The rug depicts a young woman dressed in a bright garnet top, leaning backwards at an alluring angle, while sitting against a tree. She is wearing a green waist band and a yellow skirt. A pink and black kerchief is tied around the back of her jet black hair The exposed tree branches form an intricate network that fills the background. At her feet is a man making offerings. Her face is vaguely depicted compared to her clothes and the background
Belize speaks softly. “The man who created this loved beautiful things, perhaps more than people. What do you think of the color?”
“It is a damned nice rug.” he says in a smart ass sailor tone. But she can see that he is very taken with it.
“Ask them how much.”
She translates the merchant’s answer, “Sixty thousand francs.”
He stares at the merchant and laughs “You can build fifteen houses for that money. Tell him that.”
She translates this and the merchant’s reply. “He says the price is for the two rugs. There is nothing like these two rugs anywhere in the world. Rugs of this quality come along once in a lifetime.” Her eyes plead with Vanderbilt
“Tell him 55,000 francs.”
She is thrilled by the merchant’s answer. Cornbelius is thrilled by the look that she gives him when she realizes the rugs will be in the hotel.
Today those rugs, at the entry to the Clarkson Ballroom are almost as famous as the “Ardbil” carpet, now in the collection of the Victoria and Albert Museum . One hundred and fifty years later students still visit the Clarkson to see them. The same can be said for the tapestries, which Belize got a first glimpse at on the second day of their shopping. Many years later the Metropolitan Museum of Art enquired about the tapestries after they borrowed them for a show. The curators had never seen anything of comparable quality.
“What do woman want?” Freud asked half in frustration, half in good humor. Are gifts the gateway to a woman’s heart? If they are, Vanderbilt had the potential to be the greatest gift giver of them all. The purchase of the rugs had a dramatic effect on Belize. It was the way he said yes as much as the fact itself-no misgivings, not a trace of hesitation. He seemed as excited as she was. She had suspected, she had hoped, but didn’t truly know that she would be able to buy things for the hotel at this level of quality. When her aunt visited her the first night in Paris she told her to tell her mother that she was happy. It was the first time she had ever used that word with her mother. Six months later she wrote to her mother herself that she was very happy. She continued to be happy for years and years. There were so many things to buy.

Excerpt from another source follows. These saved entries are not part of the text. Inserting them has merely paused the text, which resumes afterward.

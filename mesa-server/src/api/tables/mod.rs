//! Dining Table API 模块

mod handler;

use axum::{Router, routing::get};

use crate::core::ServerState;

pub fn router() -> Router<ServerState> {
    Router::new().nest("/api/tables", routes())
}

fn routes() -> Router<ServerState> {
    Router::new()
        .route("/", get(handler::list).post(handler::create))
        .route(
            "/{id}",
            get(handler::get_by_id)
                .put(handler::update)
                .delete(handler::delete),
        )
}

Vanderbilt also was effected by the purchase of the rug. He had been attracted to other women but it never lasted beyond sexual gratification. This was something else. Maybe it was going into the ocean steamship business. Maybe he sensed that he was running out of time. Or maybe it was simply the look she gave him when he gave his approval for the rug. That stayed with him. He craved to have it repeated. There is no mystery about this. Any man would delight in having the ability to satisfy a woman as beautiful and passionate as Belize. Bringing her to fulfillment, to climax , would have satisfied anyone capable of bringing her there. Men’s insecurity about their manhood places bringing the woman they love to orgasm on a special intimate plane. Buying something of this magnitude for Belize, thrilling her, was not different in kind. For at that moment she felt complete, happily possessed. And Cornelius was the man who brought her there.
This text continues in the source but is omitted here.